Dr. Andre Masters noted those resignations in a letter to the editor last month, and says more are likely coming. VIHA’s Department of Psychiatry passed a motion last fall condemning everything about the way budget deliberations were handled at VIHA.
Yes, there’s an urgent need for more spending on mental-health services, says Campbell. But when his department takes that message forward, the answer is usually “no,” he adds.
“For every one of the five years I’ve been doing this job, we’ve put forward strong, well-reasoned cases for more funding,” he says of his department. “The only time we were successful was in getting money for the Mayor’s Task Force on Homelessness. My understanding is that our requests are given real consideration, but they just don’t fare well in the end.”
Nor does it go well when VIHA starts moving money around on the Island, taking funding away from places like Victoria and Nanaimo in order to provide more services in places like Port Hardy and Duncan. Mental-health services may be insufficient in Greater Victoria, but they’re downright dismal elsewhere on the Island, says Campbell. 
The economy will eventually improve, of course, and brighter days will dawn for many of the health, education and social services under the knife right now.
But that won’t get to the fundamental problem plaguing mental-health services, which is that it’s buried at the bottom of the priority list for health spending even in the best of economic times.
Once upon a time, cancer treatment was poorly funded and misunderstood as well. But brilliant minds as far back as 1938 saw a way to address that problem, and the foundations of what would eventually become the B.C. Cancer Agency were put in place.
Its mandate and practices are everything that health care should be: Consistent and thorough; well-resourced; research-based; thoughtful. It’s a made-in-B.C. blueprint for doing things differently around mental health. So is the province’s new 10-year mental-health plan, if it’s able to become something more than just words on paper.
What can you do in the meantime? Write B.C. Health Minister Kevin Falcon and Health Canada Minister Leona Aglukkaq and tell them that mental-health care matters (kevin.falcon.mla@leg.bc.ca, aglukkaq.l@parl.gc.ca.). Governments won’t change unless we make them.  

1 comment:

Anonymous said...

July 5, 2010 - Justine Hunter, The Globe and Mail

The Vancouver Island Health Authority has slashed mental-health service contracts this year because of budget cuts, but the agency is in the process of hiring for a tricky operation: It wants outside experts who can drop in to lay people off.

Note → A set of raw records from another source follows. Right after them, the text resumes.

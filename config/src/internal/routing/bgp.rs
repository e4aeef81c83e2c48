// SPDX-License-Identifier: Apache-2.0
// Copyright Open Network Fabric Authors

//! Configuration model: BGP routers, neighbors and their policies

use crate::internal::family::IpFamily;
use crate::internal::routing::community::Community;
use serde::Serialize;
use std::collections::BTreeSet;
use std::net::{IpAddr, Ipv4Addr};
use std::time::Duration;

/* Protocol defaults. A value equal to its default is equivalent to an unset value. */
pub const DEFAULT_BGP_PORT: u16 = 179;
pub const DEFAULT_HOLD_TIME: Duration = Duration::from_secs(180);
pub const DEFAULT_KEEPALIVE_TIME: Duration = Duration::from_secs(60);
pub const DEFAULT_CONNECT_TIME: Duration = Duration::from_secs(60);

/// A prefix advertised to a neighbor, possibly tagged
#[derive(Clone, Debug, Default, PartialEq, Eq, Serialize)]
pub struct OutgoingFilter {
    pub prefix: String,
    pub family: IpFamily,
    /// 0 means no local preference is set
    pub local_pref: u32,
    /// An empty set means no communities are attached
    #[serde(skip_serializing_if = "BTreeSet::is_empty")]
    pub communities: BTreeSet<Community>,
    #[serde(skip_serializing_if = "BTreeSet::is_empty")]
    pub large_communities: BTreeSet<Community>,
}

/// A prefix accepted from a neighbor. `ge` is the least specific length to match,
/// `le` the most specific one.
#[derive(Clone, Debug, Default, PartialEq, Eq, Serialize)]
pub struct IncomingFilter {
    pub prefix: String,
    pub family: IpFamily,
    pub ge: Option<u8>,
    pub le: Option<u8>,
}

/// Egress policy of a neighbor, per IP family, sorted by prefix
#[derive(Clone, Debug, Default, PartialEq, Eq, Serialize)]
pub struct AllowedOut {
    pub prefixes_v4: Vec<OutgoingFilter>,
    pub prefixes_v6: Vec<OutgoingFilter>,
}

/// Ingress policy of a neighbor. If `all` is set, the explicit lists are empty.
#[derive(Clone, Debug, Default, PartialEq, Eq, Serialize)]
pub struct AllowedIn {
    pub all: bool,
    pub prefixes_v4: Vec<IncomingFilter>,
    pub prefixes_v6: Vec<IncomingFilter>,
}

/// A BGP neighbor. Unset optional values mean the daemon default.
#[derive(Clone, Debug, PartialEq, Eq, Serialize)]
pub struct NeighborConfig {
    pub name: String,
    pub asn: u32,
    pub addr: IpAddr,
    pub vrf: String,
    pub family: IpFamily,
    pub src_addr: Option<IpAddr>,
    pub port: Option<u16>,
    pub hold_time: Option<Duration>,
    pub keepalive_time: Option<Duration>,
    pub connect_time: Option<Duration>,
    #[serde(skip_serializing)]
    pub password: Option<String>,
    pub bfd_profile: Option<String>,
    pub ebgp_multihop: bool,
    pub disable_mp: bool,
    pub outgoing: AllowedOut,
    pub incoming: AllowedIn,
    pub always_block: Vec<IncomingFilter>,
}

/// A BGP router instance, one per vrf. The default vrf is the empty string.
#[derive(Clone, Debug, Default, PartialEq, Eq, Serialize)]
pub struct RouterConfig {
    pub asn: u32,
    pub router_id: Option<Ipv4Addr>,
    pub vrf: String,
    pub neighbors: Vec<NeighborConfig>,
    pub ipv4_prefixes: Vec<String>,
    pub ipv6_prefixes: Vec<String>,
    pub import_vrfs: Vec<String>,
}

/* ===== impls ===== */
impl OutgoingFilter {
    #[must_use]
    pub fn new(prefix: &str, family: IpFamily) -> Self {
        Self {
            prefix: prefix.to_owned(),
            family,
            ..Default::default()
        }
    }
    #[must_use]
    pub fn set_local_pref(mut self, local_pref: u32) -> Self {
        self.local_pref = local_pref;
        self
    }
    /// Attach a community, regular or large
    pub fn add_community(&mut self, community: Community) {
        if community.is_large() {
            self.large_communities.insert(community);
        } else {
            self.communities.insert(community);
        }
    }
}

impl IncomingFilter {
    #[must_use]
    pub fn new(prefix: &str, family: IpFamily, ge: Option<u8>, le: Option<u8>) -> Self {
        Self {
            prefix: prefix.to_owned(),
            family,
            ge,
            le,
        }
    }
    /// The identity of a filter within a family
    #[must_use]
    pub fn key(&self) -> (String, Option<u8>, Option<u8>) {
        (self.prefix.clone(), self.ge, self.le)
    }
}

impl AllowedOut {
    pub fn iter(&self) -> impl Iterator<Item = &OutgoingFilter> {
        self.prefixes_v4.iter().chain(self.prefixes_v6.iter())
    }
    #[must_use]
    pub fn family(&self, family: IpFamily) -> &[OutgoingFilter] {
        match family {
            IpFamily::Ipv4 => &self.prefixes_v4,
            IpFamily::Ipv6 | IpFamily::DualStack => &self.prefixes_v6,
        }
    }
    #[must_use]
    pub fn is_empty(&self) -> bool {
        self.prefixes_v4.is_empty() && self.prefixes_v6.is_empty()
    }
}

impl AllowedIn {
    #[must_use]
    pub fn accept_all() -> Self {
        Self {
            all: true,
            ..Default::default()
        }
    }
    #[must_use]
    pub fn family(&self, family: IpFamily) -> &[IncomingFilter] {
        match family {
            IpFamily::Ipv4 => &self.prefixes_v4,
            IpFamily::Ipv6 | IpFamily::DualStack => &self.prefixes_v6,
        }
    }
}

impl NeighborConfig {
    #[must_use]
    pub fn new(asn: u32, addr: IpAddr, vrf: &str) -> Self {
        Self {
            name: Self::display_name(asn, &addr),
            asn,
            addr,
            vrf: vrf.to_owned(),
            family: IpFamily::for_address(&addr),
            src_addr: None,
            port: None,
            hold_time: None,
            keepalive_time: None,
            connect_time: None,
            password: None,
            bfd_profile: None,
            ebgp_multihop: false,
            disable_mp: false,
            outgoing: AllowedOut::default(),
            incoming: AllowedIn::default(),
            always_block: vec![],
        }
    }
    /// Name of a neighbor, for diagnostics
    #[must_use]
    pub fn display_name(asn: u32, addr: &IpAddr) -> String {
        format!("{asn}@{addr}")
    }
    /// The key that identifies a neighbor within a router
    #[must_use]
    pub fn key(&self) -> String {
        self.addr.to_string()
    }
    /// Identifier of this neighbor across all vrfs. This is the stem of the names of all the
    /// policy objects generated for it.
    #[must_use]
    pub fn id(&self) -> String {
        if self.vrf.is_empty() {
            self.addr.to_string()
        } else {
            format!("{}-{}", self.addr, self.vrf)
        }
    }

    #[must_use]
    pub fn set_src_addr(mut self, addr: IpAddr) -> Self {
        self.src_addr = Some(addr);
        self
    }
    #[must_use]
    pub fn set_port(mut self, port: u16) -> Self {
        self.port = Some(port);
        self
    }
    #[must_use]
    pub fn set_hold_time(mut self, time: Duration) -> Self {
        self.hold_time = Some(time);
        self
    }
    #[must_use]
    pub fn set_keepalive_time(mut self, time: Duration) -> Self {
        self.keepalive_time = Some(time);
        self
    }
    #[must_use]
    pub fn set_connect_time(mut self, time: Duration) -> Self {
        self.connect_time = Some(time);
        self
    }
    #[must_use]
    pub fn set_password(mut self, password: &str) -> Self {
        self.password = Some(password.to_owned());
        self
    }
    #[must_use]
    pub fn set_bfd_profile(mut self, profile: &str) -> Self {
        self.bfd_profile = Some(profile.to_owned());
        self
    }
    #[must_use]
    pub fn set_ebgp_multihop(mut self, value: bool) -> Self {
        self.ebgp_multihop = value;
        self
    }
    #[must_use]
    pub fn set_disable_mp(mut self, value: bool) -> Self {
        self.disable_mp = value;
        self
    }
    #[must_use]
    pub fn set_outgoing(mut self, outgoing: AllowedOut) -> Self {
        self.outgoing = outgoing;
        self
    }
    #[must_use]
    pub fn set_incoming(mut self, incoming: AllowedIn) -> Self {
        self.incoming = incoming;
        self
    }

    /// Clear the values that equal their protocol default, so that
    /// "unset" and "explicitly the default" have a single representation.
    pub fn clean_defaults(&mut self) {
        self.port = self.port.filter(|p| *p != DEFAULT_BGP_PORT);
        self.hold_time = self.hold_time.filter(|t| *t != DEFAULT_HOLD_TIME);
        self.keepalive_time = self.keepalive_time.filter(|t| *t != DEFAULT_KEEPALIVE_TIME);
        self.connect_time = self.connect_time.filter(|t| *t != DEFAULT_CONNECT_TIME);
    }

    /// The effective keepalive and hold times, if any of them deviates from the default
    #[must_use]
    pub fn timers(&self) -> Option<(Duration, Duration)> {
        if self.hold_time.is_none() && self.keepalive_time.is_none() {
            return None;
        }
        Some((
            self.keepalive_time.unwrap_or(DEFAULT_KEEPALIVE_TIME),
            self.hold_time.unwrap_or(DEFAULT_HOLD_TIME),
        ))
    }
}

impl RouterConfig {
    #[must_use]
    pub fn new(asn: u32, vrf: &str) -> Self {
        Self {
            asn,
            vrf: vrf.to_owned(),
            ..Default::default()
        }
    }
    #[must_use]
    pub fn set_router_id(mut self, router_id: Ipv4Addr) -> Self {
        self.router_id = Some(router_id);
        self
    }
    pub fn add_neighbor(&mut self, neigh: NeighborConfig) {
        self.neighbors.push(neigh);
    }
    pub fn get_neighbor(&self, addr: &IpAddr) -> Option<&NeighborConfig> {
        self.neighbors.iter().find(|n| n.addr == *addr)
    }
    /// The locally originated prefixes of a family
    #[must_use]
    pub fn prefixes(&self, family: IpFamily) -> &[String] {
        match family {
            IpFamily::Ipv4 => &self.ipv4_prefixes,
            IpFamily::Ipv6 | IpFamily::DualStack => &self.ipv6_prefixes,
        }
    }
}
// SPDX-License-Identifier: Apache-2.0
// Copyright Open Network Fabric Authors

//! Derivation of the FRR policy objects that implement the incoming and outgoing policies
//! of every neighbor in a canonical config.
//!
//! For each neighbor, the export route map first tags routes (communities, local preference)
//! and then permits those in the advertised prefix list. The import route map first denies
//! the always-blocked prefixes and then permits what the neighbor is allowed to send us.

use config::internal::{Community, Config, IncomingFilter, IpFamily, NeighborConfig};
use std::collections::BTreeMap;
use tracing::debug;

use crate::frr::reload::FrrErr;
use crate::frr::renderer::builder::Counter;
use crate::models::namegen::NeighborPolicyNames;
use crate::models::prefixlist::{PrefixList, PrefixListEntry, PrefixListTable};
use crate::models::routemap::{
    MatchingPolicy, OnMatch, RouteMap, RouteMapEntry, RouteMapMatch, RouteMapSetAction,
    RouteMapTable,
};

const FAMILIES: [IpFamily; 2] = [IpFamily::Ipv4, IpFamily::Ipv6];

/// The prefix lists and route maps of a config
#[derive(Clone, Debug, Default)]
pub struct Policies {
    pub plists: PrefixListTable,
    pub rmaps: RouteMapTable,
}

fn match_plist(family: IpFamily, name: &str) -> RouteMapMatch {
    match family {
        IpFamily::Ipv4 => RouteMapMatch::Ipv4AddressPrefixList(name.to_owned()),
        IpFamily::Ipv6 | IpFamily::DualStack => {
            RouteMapMatch::Ipv6AddressPrefixList(name.to_owned())
        }
    }
}

/// Build a prefix list permitting the given prefixes. An empty list denies everything.
fn permit_list<'a>(
    name: &str,
    family: IpFamily,
    prefixes: impl IntoIterator<Item = &'a str>,
    counter: &mut Counter,
) -> Result<PrefixList, FrrErr> {
    let mut plist = PrefixList::new(name, family.into());
    for prefix in prefixes {
        plist.add_entry(counter.next(name), PrefixListEntry::permit(prefix))?;
    }
    if plist.is_empty() {
        plist.add_entry(counter.next(name), PrefixListEntry::deny_any())?;
    }
    Ok(plist)
}

fn filter_list(
    name: &str,
    family: IpFamily,
    filters: &[&IncomingFilter],
    counter: &mut Counter,
) -> Result<PrefixList, FrrErr> {
    let mut plist = PrefixList::new(name, family.into());
    for f in filters {
        let mut entry = PrefixListEntry::permit(&f.prefix);
        entry.ge = f.ge;
        entry.le = f.le;
        plist.add_entry(counter.next(name), entry)?;
    }
    if plist.is_empty() {
        plist.add_entry(counter.next(name), PrefixListEntry::deny_any())?;
    }
    Ok(plist)
}

fn build_export_policy(
    neigh: &NeighborConfig,
    counter: &mut Counter,
    policies: &mut Policies,
) -> Result<(), FrrErr> {
    let mut rmap = RouteMap::new(&neigh.export_rmap());

    for family in FAMILIES {
        let filters = neigh.outgoing.family(family);

        /* routes to tag with communities */
        let mut by_community: BTreeMap<&Community, Vec<&str>> = BTreeMap::new();
        for f in filters {
            for community in f.communities.iter().chain(f.large_communities.iter()) {
                by_community
                    .entry(community)
                    .or_default()
                    .push(f.prefix.as_str());
            }
        }
        for (community, prefixes) in by_community {
            let name = neigh.community_plist(community, family);
            policies
                .plists
                .add_prefix_list(permit_list(&name, family, prefixes, counter)?);
            let value = vec![community.value().to_owned()];
            let action = if community.is_large() {
                RouteMapSetAction::LargeCommunity(value, true)
            } else {
                RouteMapSetAction::Community(value, true)
            };
            let entry = RouteMapEntry::new(MatchingPolicy::Permit)
                .add_match(match_plist(family, &name))
                .add_action(action)
                .set_on_match(OnMatch::Next);
            rmap.add_entry(counter.next(&rmap.name), entry)?;
        }

        /* routes to set a local preference on */
        let mut by_local_pref: BTreeMap<u32, Vec<&str>> = BTreeMap::new();
        for f in filters.iter().filter(|f| f.local_pref != 0) {
            by_local_pref
                .entry(f.local_pref)
                .or_default()
                .push(f.prefix.as_str());
        }
        for (local_pref, prefixes) in by_local_pref {
            let name = neigh.local_pref_plist(local_pref, family);
            policies
                .plists
                .add_prefix_list(permit_list(&name, family, prefixes, counter)?);
            let entry = RouteMapEntry::new(MatchingPolicy::Permit)
                .add_match(match_plist(family, &name))
                .add_action(RouteMapSetAction::LocalPreference(local_pref))
                .set_on_match(OnMatch::Next);
            rmap.add_entry(counter.next(&rmap.name), entry)?;
        }

        /* routes allowed out */
        let name = neigh.allowed_out_plist(family);
        let prefixes = filters.iter().map(|f| f.prefix.as_str());
        policies
            .plists
            .add_prefix_list(permit_list(&name, family, prefixes, counter)?);
        let entry =
            RouteMapEntry::new(MatchingPolicy::Permit).add_match(match_plist(family, &name));
        rmap.add_entry(counter.next(&rmap.name), entry)?;
    }

    policies.rmaps.add_route_map(rmap);
    Ok(())
}

fn build_import_policy(
    neigh: &NeighborConfig,
    counter: &mut Counter,
    policies: &mut Policies,
) -> Result<(), FrrErr> {
    let mut rmap = RouteMap::new(&neigh.import_rmap());

    /* always-blocked prefixes go first */
    for family in FAMILIES {
        let blocked: Vec<_> = neigh
            .always_block
            .iter()
            .filter(|f| f.family == family)
            .collect();
        if blocked.is_empty() {
            continue;
        }
        let name = neigh.blocked_plist(family);
        policies
            .plists
            .add_prefix_list(filter_list(&name, family, &blocked, counter)?);
        let entry = RouteMapEntry::new(MatchingPolicy::Deny).add_match(match_plist(family, &name));
        rmap.add_entry(counter.next(&rmap.name), entry)?;
    }

    if neigh.incoming.all {
        rmap.add_entry(
            counter.next(&rmap.name),
            RouteMapEntry::new(MatchingPolicy::Permit),
        )?;
    } else {
        for family in FAMILIES {
            let name = neigh.allowed_in_plist(family);
            let filters: Vec<_> = neigh.incoming.family(family).iter().collect();
            policies
                .plists
                .add_prefix_list(filter_list(&name, family, &filters, counter)?);
            let entry =
                RouteMapEntry::new(MatchingPolicy::Permit).add_match(match_plist(family, &name));
            rmap.add_entry(counter.next(&rmap.name), entry)?;
        }
    }

    policies.rmaps.add_route_map(rmap);
    Ok(())
}

/// Derive the prefix lists and route maps for all the neighbors of a config
pub fn build_policies(config: &Config, counter: &mut Counter) -> Result<Policies, FrrErr> {
    let mut policies = Policies::default();
    for neigh in config.neighbors() {
        debug!("Building policies for neighbor {} vrf '{}'", neigh.name, neigh.vrf);
        build_export_policy(neigh, counter, &mut policies)?;
        build_import_policy(neigh, counter, &mut policies)?;
    }
    Ok(policies)
}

A request for proposals, which closed June 18, seeks contractors to “provide career transition support” – that is, to tell employees their jobs no longer exist.


[...]

With an estimated three non-union employees let go each month by VIHA, according to the Request for Proposal, the contract could exceed $100,000 per year.

That amount of money would have been more enough to keep the Greater Victoria Citizens’ Counseling Centre open. The agency closed its doors earlier this year after its contract was terminated to save the health authority $80,000 annually. The centre had provided, mostly with volunteer assistance, affordable counselling to 1,200 people each year.